Capítulo 169: Estoy en tierra observando el océano (el mar vasto) (2/3)
A pesar de su alta posición, no podía adentrarse a las misteriosas realidades dentro del Ciudadelas Puertas Celestiales. No sabía que en la antigua ciudad destruida, una mujer había permitido al maestro de espadas Sòng Niànqīng usar sus quince nuevos movimientos para enseñarle a la Venerable Espada Oriental cómo luchar.
Pero incluso si Chan Kuk-Cheng hubiera conocido este asunto espeluznante y misterioso, no se habría preocupado. Los doscientos jinetes liberaron toda su fuerza en el campo de batalla. Seis arqueros sobresalieron con sus flechas, mientras que los cultivadores de las artes ocultas vaciaban sus habilidades en ataque. Los maestros del manejo de la energía y los esclavos de guerra arriesgaban su vigor vital para atacar a la mujer. Esta escena era poco común en el mundo.

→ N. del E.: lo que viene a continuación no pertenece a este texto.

pub struct StatusPoller {
    source: Arc<dyn StatusSource>,
    tracker: HistoryTracker,
    interval: Duration,
    state: watch::Sender<DashboardSnapshot>,
    issued: u64,
    applied: u64,
}

impl StatusPoller {
    pub fn new(source: Arc<dyn StatusSource>, tracker: HistoryTracker, interval: Duration) -> Self {
        let (state, _) = watch::channel(DashboardSnapshot::initial(tracker.sorted_by_date()));
        Self {
            source,
            tracker,
            interval,
            state,
            issued: 0,
            applied: 0,
        }
    }

    pub fn subscribe(&self) -> watch::Receiver<DashboardSnapshot> {
        self.state.subscribe()
    }

    pub fn snapshot(&self) -> DashboardSnapshot {
        self.state.borrow().clone()
    }

    fn next_sequence(&mut self) -> u64 {
        self.issued += 1;
        self.issued
    }

    /// Apply the outcome of request `sequence`, unless something newer has
    /// already been applied.
    fn complete(&mut self, sequence: u64, result: fetcher::Result<Vec<RawLine>>) {
        if sequence <= self.applied {
            debug!(sequence, applied = self.applied, "discarding stale status response");
            return;
        }
        self.applied = sequence;

        let now = Utc::now();
        match result {
            Ok(raw) => {
                let lines = normalize_lines(&raw);
                let stats = calculate_delay_stats(&lines);
                self.tracker.record(&stats, now);
                let history = self.tracker.sorted_by_date();

                info!(
                    sequence,
                    lines = lines.len(),
                    affected = stats.affected_lines,
                    total_delay_minutes = stats.total_delay_minutes,
                    "line status updated"
                );

                self.state.send_modify(|snapshot| {
                    snapshot.lines = lines;
                    snapshot.delay_stats = Some(stats);
                    snapshot.loading = false;
                    snapshot.error = None;
                    snapshot.history = history;
                    snapshot.sequence = sequence;
                    snapshot.updated_at = Some(now.timestamp_millis());
                });
            }
            Err(e) => {
                warn!(
                    sequence,
                    source = self.source.description(),
                    error = %e,
                    "status fetch failed"
                );

                self.state.send_modify(|snapshot| {
                    snapshot.loading = false;
                    snapshot.error = Some(e.user_message().to_string());
                    snapshot.sequence = sequence;
                    snapshot.updated_at = Some(now.timestamp_millis());
                });
            }
        }
    }

    /// Run a single fetch cycle to completion.
    pub async fn poll_once(&mut self) -> DashboardSnapshot {
        let sequence = self.next_sequence();
        let result = self.source.fetch().await;
        self.complete(sequence, result);
        self.snapshot()
    }

    /// Start polling on a background task.
    pub fn spawn(self) -> PollerHandle {
        let state = self.subscribe();
        let (shutdown_tx, shutdown_rx) = oneshot::channel();
        let task = tokio::spawn(self.run(shutdown_rx));

        PollerHandle {
            state,
            shutdown: Some(shutdown_tx),
            task,
        }
    }

    async fn run(mut self, mut shutdown: oneshot::Receiver<()>) {
        let mut interval = time::interval(self.interval);
        interval.set_missed_tick_behavior(MissedTickBehavior::Delay);
        let mut in_flight: JoinSet<(u64, fetcher::Result<Vec<RawLine>>)> = JoinSet::new();

        info!(
            source = self.source.description(),
            interval_secs = self.interval.as_secs(),
            "status poller started"
        );

        loop {
            tokio::select! {
                _ = &mut shutdown => break,
                _ = interval.tick() => {
                    let sequence = self.next_sequence();
                    let source = self.source.clone();
                    in_flight.spawn(async move { (sequence, source.fetch().await) });
                    debug!(sequence, in_flight = in_flight.len(), "status request issued");
                }
                Some(joined) = in_flight.join_next() => match joined {
                    Ok((sequence, result)) => self.complete(sequence, result),
                    Err(e) if e.is_cancelled() => {}
                    Err(e) => error!(error = %e, "status request task panicked"),
                },
            }
        }

        in_flight.abort_all();
        info!("status poller stopped");
    }
}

Al mismo tiempo, en las Puertas Celestiales, había usado su mano izquierda para formar una línea de luz entre cielo e infierno, forzando a Sòng Niànqīng a usar su última técnica divina antes de morir. Hoy, se sentía menos formal. Con sus dedos juntos, movió la mano como si estuviera sacando una espada de tres pies, y realmente formó una luz verdosa que desapareció en un instante, sin oportunidad para el maestro del Sexto Estadio.
Chan Kuk-Cheng se enderezó y mostró su cara fría. Este movimiento asustó a Chan Kuk-Cheng. ¿Cómo era posible que esta joven de apariencia tan joven fuera tan desafiante! No parecía importarle sus estrategias. Chan Kuk-Cheng, sin pensar en su estatus, envió señales a los otros dos jinetes. Sin palabras, llegaron a un acuerdo. Evidentemente, estos hombres habían notado que esta mujer era al menos un maestro de los Reinos Profundos con años de experiencia.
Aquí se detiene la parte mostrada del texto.